Europe's $36 million 'Berlin Airlift' to Poland

The largest single aid program undertaken by Western Europe in response to the Polish crisis is about to commence.

Compared by some officials -- perhaps too enthusiastically -- to the Berlin Airlift, the project is to begin next month and continue through May. It will send more than 300 trucks loaded with 7,000 tons of charitable cargo -- food and medical supplies worth $8.5 million -- to Poland.

This is to be the initial phase of a $36 million emergency aid program approved last month by the European Community (EC).

Representatives from 35 non-governmental organizations (NGO), including the Red Cross, met in Brussels Feb. 15 to work out the logistics of the deliveries.

The new initiative marks a drastic change in official EC thinking on European aid to the Polish people. Previously, assistance had taken the form of food sales to the Warsaw government at cheap prices. Polish authorities last year bought a million tons of food (principally grain, beef, butter, and sugar) from the EC at 15 percent below world market prices, costing the European taxpayer about $85 million.

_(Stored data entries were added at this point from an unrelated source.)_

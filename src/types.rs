/// Shared types used across the server and the client

use serde::{Deserialize, Serialize};
use std::fmt;

/// Store-scoped resource families exposed under `/api/:store_id/*`.
#[derive(Debug, Clone, Copy, PartialEq, Eq, Hash, Serialize, Deserialize)]
#[serde(rename_all = "lowercase")]
pub enum Entity {
    Billboard,
    Category,
    Color,
    Size,
    Product,
}

impl Entity {
    /// URL path segment, e.g. `billboards`
    pub fn segment(&self) -> &'static str {
        match self {
            Entity::Billboard => "billboards",
            Entity::Category => "categories",
            Entity::Color => "colors",
            Entity::Size => "sizes",
            Entity::Product => "products",
        }
    }

    /// Capitalized singular, used in toasts ("Billboard created.")
    pub fn title(&self) -> &'static str {
        match self {
            Entity::Billboard => "Billboard",
            Entity::Category => "Category",
            Entity::Color => "Color",
            Entity::Size => "Size",
            Entity::Product => "Product",
        }
    }

    /// Lowercase singular ("billboard already taken.")
    pub fn noun(&self) -> &'static str {
        match self {
            Entity::Billboard => "billboard",
            Entity::Category => "category",
            Entity::Color => "color",
            Entity::Size => "size",
            Entity::Product => "product",
        }
    }

    /// Hint shown when a delete is refused because other rows still reference this one.
    pub fn dependents_hint(&self) -> &'static str {
        match self {
            Entity::Billboard => "Make sure you removed all categories using this billboard first.",
            Entity::Category => "Make sure you removed all products using this category first.",
            Entity::Color => "Make sure you removed all products using this color first.",
            Entity::Size => "Make sure you removed all products using this size first.",
            Entity::Product => "Something went wrong.",
        }
    }
}

impl fmt::Display for Entity {
    fn fmt(&self, f: &mut fmt::Formatter<'_>) -> fmt::Result {
        f.write_str(self.noun())
    }
}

But the martial-law crackdown in Poland on Dec. 13 turned the heads of EC policymakers, and last month EC Commission President Gaston Thorn said that it was no longer possible to determine if the EC food was ''reaching the people who need it most'' or ''winding up in the hands of the military government.''

He suggested, therefore, that the EC halt the sale of subsidized food and use the money to buy mostly medical supplies with some food that could be sent through non-government organizations ''in order to assure that the right people receive our assistance.''

Days after Thorn's speech, foreign ministers from the 10 EC countries approved the $36 million scheme.

Private European aid to Poland has been extensive, totalling thousands of tons of food and other assistance worth millions of dollars. West Germany and the US and have been the most generous donors.

As welcome as the aid may be -- especially deliveries under the new EC program -- the Geneva-based International Committee of the Red Cross (ICRC), which last year collected about $23.7 million for Poland (two-thirds of it after martial law was imposed), has estimated that $21 million in aid will be needed over the next two months to protect the most vulnerable of Poland's people against malnutrition and disease.

Doctors in Poland have reported a sharp deterioration in the health of young people in recent months and an increase in malnutrition among large segments of the country's 36 million people. And with prices expected to rise five-fold and lines certain to lengthen at food stores as shortages increase, the situation can only grow worse, officials are quick to emphasize.